**EXERCISE REQUIREMENTS:** Would you print the material exactly, starting at its first line and ending at the line holding "const RUNNING_CREDIT: f64 = 0.5;"?

**SUPPLIED RECORDS:**

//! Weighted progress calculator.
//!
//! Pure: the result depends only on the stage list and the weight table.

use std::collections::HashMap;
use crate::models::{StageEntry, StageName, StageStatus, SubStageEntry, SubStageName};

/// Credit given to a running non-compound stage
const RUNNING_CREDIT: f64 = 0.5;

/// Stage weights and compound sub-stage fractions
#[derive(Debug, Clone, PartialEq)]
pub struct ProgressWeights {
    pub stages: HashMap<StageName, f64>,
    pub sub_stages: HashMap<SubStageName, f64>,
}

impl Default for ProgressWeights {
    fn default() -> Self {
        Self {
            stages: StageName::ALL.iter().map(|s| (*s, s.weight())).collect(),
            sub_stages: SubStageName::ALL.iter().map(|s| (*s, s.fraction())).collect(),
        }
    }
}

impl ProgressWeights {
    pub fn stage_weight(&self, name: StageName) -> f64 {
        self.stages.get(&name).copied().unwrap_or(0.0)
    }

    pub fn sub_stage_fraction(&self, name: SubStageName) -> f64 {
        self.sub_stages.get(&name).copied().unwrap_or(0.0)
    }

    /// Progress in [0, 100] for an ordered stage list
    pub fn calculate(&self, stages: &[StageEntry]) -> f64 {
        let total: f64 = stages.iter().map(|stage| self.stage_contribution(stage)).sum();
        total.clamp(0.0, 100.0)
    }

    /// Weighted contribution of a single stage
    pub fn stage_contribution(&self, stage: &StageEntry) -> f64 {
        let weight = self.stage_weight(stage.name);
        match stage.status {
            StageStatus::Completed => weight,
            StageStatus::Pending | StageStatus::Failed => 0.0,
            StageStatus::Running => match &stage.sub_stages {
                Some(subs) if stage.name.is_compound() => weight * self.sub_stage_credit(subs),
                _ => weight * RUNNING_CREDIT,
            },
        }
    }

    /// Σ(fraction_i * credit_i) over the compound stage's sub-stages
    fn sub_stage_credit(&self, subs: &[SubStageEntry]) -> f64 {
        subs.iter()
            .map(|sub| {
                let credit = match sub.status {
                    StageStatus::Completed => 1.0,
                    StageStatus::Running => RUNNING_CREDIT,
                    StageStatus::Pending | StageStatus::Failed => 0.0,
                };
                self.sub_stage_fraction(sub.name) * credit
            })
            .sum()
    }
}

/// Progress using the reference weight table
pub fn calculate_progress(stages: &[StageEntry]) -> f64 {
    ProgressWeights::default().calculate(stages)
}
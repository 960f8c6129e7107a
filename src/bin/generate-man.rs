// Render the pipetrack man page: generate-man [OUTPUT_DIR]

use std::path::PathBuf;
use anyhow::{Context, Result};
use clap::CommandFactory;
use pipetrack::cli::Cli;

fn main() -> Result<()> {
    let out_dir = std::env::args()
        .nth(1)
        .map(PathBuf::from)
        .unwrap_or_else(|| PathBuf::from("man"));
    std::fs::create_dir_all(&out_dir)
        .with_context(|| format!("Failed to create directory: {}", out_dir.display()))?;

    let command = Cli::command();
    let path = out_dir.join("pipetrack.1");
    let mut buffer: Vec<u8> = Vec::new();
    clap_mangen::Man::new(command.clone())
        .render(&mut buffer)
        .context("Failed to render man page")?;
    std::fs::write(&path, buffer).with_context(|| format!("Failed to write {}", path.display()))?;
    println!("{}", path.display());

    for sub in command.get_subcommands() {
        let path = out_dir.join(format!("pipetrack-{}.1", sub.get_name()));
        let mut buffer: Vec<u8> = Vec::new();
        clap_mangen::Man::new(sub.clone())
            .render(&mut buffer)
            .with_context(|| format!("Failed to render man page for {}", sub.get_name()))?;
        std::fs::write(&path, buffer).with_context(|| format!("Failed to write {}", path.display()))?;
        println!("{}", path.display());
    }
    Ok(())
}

**RESPONSE BELOW:**
//! Weighted progress calculator.
//!
//! Pure: the result depends only on the stage list and the weight table.

use std::collections::HashMap;
use crate::models::{StageEntry, StageName, StageStatus, SubStageEntry, SubStageName};

/// Credit given to a running non-compound stage
const RUNNING_CREDIT: f64 = 0.5;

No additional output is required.